A crise institucional no Supremo Tribunal Federal ganhou um contorno dramático e sem precedentes. O ministro André Mendonça determinou a quebra do sigilo dos relatórios da Polícia Federal e formalizou um pedido contundente para que o plenário da Corte realize uma sessão pública e presencial. O objetivo é debater abertamente o conteúdo explosivo dos documentos que expõem conversas e o cruzamento de ligações entre o banqueiro Daniel Vorcaro, aliados e o ministro Alexandre de Moraes.

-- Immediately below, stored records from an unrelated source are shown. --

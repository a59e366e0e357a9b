//! Connection broker errors.

use crate::MAX_SERVICE_PORTS;
use syzygy_api::{ComponentId, SzgError};

/// Why a broker operation did not go through.
#[derive(Debug, Clone, PartialEq, Eq, thiserror::Error)]
pub enum BrokerError {
    /// The name is already temporary or used.
    #[error("service {0:?} is already registered")]
    ServiceExists(String),

    /// Zero ports, or more than a service may hold.
    #[error(
        "a service needs between 1 and {max} ports, not {0}",
        max = MAX_SERVICE_PORTS
    )]
    InvalidPortCount(usize),

    /// The host does not have enough available ports.
    #[error(
        "host {host:?} has {available} available ports, {requested} requested"
    )]
    PortsExhausted {
        /// The host.
        host: String,
        /// Ports asked for.
        requested: usize,
        /// Ports that were available.
        available: usize,
    },

    /// No temporary service has this name.
    #[error("no pending service named {0:?}")]
    UnknownService(String),

    /// The service belongs to someone else.
    #[error("service {service:?} is owned by {owner}, not {caller}")]
    NotOwner {
        /// The service.
        service: String,
        /// Its owner.
        owner: ComponentId,
        /// Who asked.
        caller: ComponentId,
    },

    /// Internal bookkeeping is missing the host's port pool.
    #[error("no port pool for host {0:?}")]
    NoHostRecord(String),

    /// Internal bookkeeping is missing the component.
    #[error("no record of {0}")]
    NoComponentRecord(ComponentId),

    /// No live service has this name.
    #[error("service {0:?} is not currently offered")]
    NotOffered(String),

    /// The service is live but shares no network with the caller.
    #[error("service {0:?} is not reachable on any requested network")]
    NoCompatibleNetwork(String),
}

impl BrokerError {
    /// Misses that are a normal outcome of components racing each other
    /// and should not be reported as failures.
    pub fn is_expected_miss(&self) -> bool {
        matches!(
            self,
            Self::ServiceExists(_)
                | Self::NotOffered(_)
                | Self::NoCompatibleNetwork(_)
        )
    }
}

impl From<BrokerError> for SzgError {
    fn from(err: BrokerError) -> Self {
        SzgError::other_src("connection broker", err)
    }
}

/// Connection broker result type.
pub type BrokerResult<T> = Result<T, BrokerError>;
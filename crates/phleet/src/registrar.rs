//! A [ServiceRegistrar] talking straight to a broker in the same process.

use crate::*;
use std::collections::HashMap;
use std::sync::Arc;
use syzygy_api::*;

/// Networks and matching addresses of one routing channel.
#[derive(Debug, Clone, Default, PartialEq, Eq)]
struct ChannelRoute {
    networks: Vec<String>,
    addresses: Vec<String>,
}

/// Registers the services of one component on one host with a
/// [ConnectionBroker] it shares memory with.
#[derive(Debug)]
pub struct InProcessRegistrar {
    broker: Arc<ConnectionBroker>,
    component: ComponentId,
    host: String,
    user: String,
    location: Option<String>,
    first_port: Port,
    block_size: u16,
    routes: HashMap<String, ChannelRoute>,
}

impl InProcessRegistrar {
    /// A registrar with the stock `4700` / `200` port block and no
    /// channels configured.
    pub fn new(
        broker: Arc<ConnectionBroker>,
        component: ComponentId,
        host: impl Into<String>,
        user: impl Into<String>,
    ) -> Self {
        Self {
            broker,
            component,
            host: host.into(),
            user: user.into(),
            location: None,
            first_port: 4700,
            block_size: 200,
            routes: HashMap::new(),
        }
    }

    /// Qualify service names with a location instead of the user name.
    pub fn with_location(mut self, location: impl Into<String>) -> Self {
        self.location = Some(location.into());
        self
    }

    /// Use a different port block for this host.
    pub fn with_port_block(
        mut self,
        first_port: Port,
        block_size: u16,
    ) -> Self {
        self.first_port = first_port;
        self.block_size = block_size;
        self
    }

    /// Route `channel` over `networks`, reachable at `addresses`
    /// (index for index). Channels without a route use `default`.
    pub fn with_channel(
        mut self,
        channel: &str,
        networks: Vec<String>,
        addresses: Vec<String>,
    ) -> Self {
        self.routes.insert(
            channel.to_string(),
            ChannelRoute {
                networks,
                addresses,
            },
        );
        self
    }

    /// The component this registrar acts for.
    pub fn component(&self) -> ComponentId {
        self.component
    }

    fn route(&self, channel: &str) -> SzgResult<&ChannelRoute> {
        if !is_valid_channel(channel) {
            return Err(SzgError::other(format!(
                "invalid routing channel {channel:?}, \
                expected one of {CHANNELS:?}"
            )));
        }
        self.routes
            .get(channel)
            .or_else(|| self.routes.get("default"))
            .ok_or_else(|| {
                SzgError::other(format!("no networks for channel {channel:?}"))
            })
    }
}

impl ServiceRegistrar for InProcessRegistrar {
    fn register_service(
        &self,
        service_name: &str,
        channel: &str,
        port_count: usize,
    ) -> SzgResult<Vec<Port>> {
        let route = self.route(channel)?;
        let service = self.broker.request_ports(
            self.component,
            &PortRequest {
                service_name: service_name.to_string(),
                host: self.host.clone(),
                networks: route.networks.clone(),
                addresses: route.addresses.clone(),
                port_count,
                first_port: self.first_port,
                block_size: self.block_size,
            },
        )?;
        Ok(service.ports)
    }

    fn request_new_ports(
        &self,
        service_name: &str,
        channel: &str,
        port_count: usize,
    ) -> SzgResult<Vec<Port>> {
        self.route(channel)?;
        let service = self.broker.retry_ports(self.component, service_name)?;
        if service.ports.len() != port_count {
            tracing::warn!(
                service = %service_name,
                asked = port_count,
                got = service.ports.len(),
                "retry keeps the original port count"
            );
        }
        Ok(service.ports)
    }

    fn confirm_ports(
        &self,
        service_name: &str,
        channel: &str,
        ports: &[Port],
    ) -> SzgResult<()> {
        self.route(channel)?;
        tracing::debug!(service = %service_name, ?ports, "confirming");
        self.broker.confirm_ports(self.component, service_name)?;
        Ok(())
    }

    fn create_complex_service_name(&self, service_name: &str) -> String {
        match &self.location {
            Some(location) => format!("{location}/{service_name}"),
            None => format!("{service_name}/{}", self.user),
        }
    }
}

O caminho inevitável do escrutínio aberto Ao retirar o sigilo dos autos, Mendonça jogou luz sobre as investigações da PF originadas a partir da análise de dispositivos apreendidos. O magistrado sustentou que a discussão sobre os indícios de interlocução privilegiada e os contatos de bastidor não pode ficar restrita a gabinetes ou decisões isoladas, classificando a deliberação coletiva pelo colegiado como um "caminho inevitável" de transparência perante a sociedade.
A medida impõe um teste de fogo para a cúpula do Judiciário, uma vez que o material detalha o teor das mensagens trocadas pelo ex-dono do Banco Master com figuras influentes, escancarando a teia de relações que agora passa a ser esmiuçada sob o escrutínio público dos demais ministros e das autoridades competentes.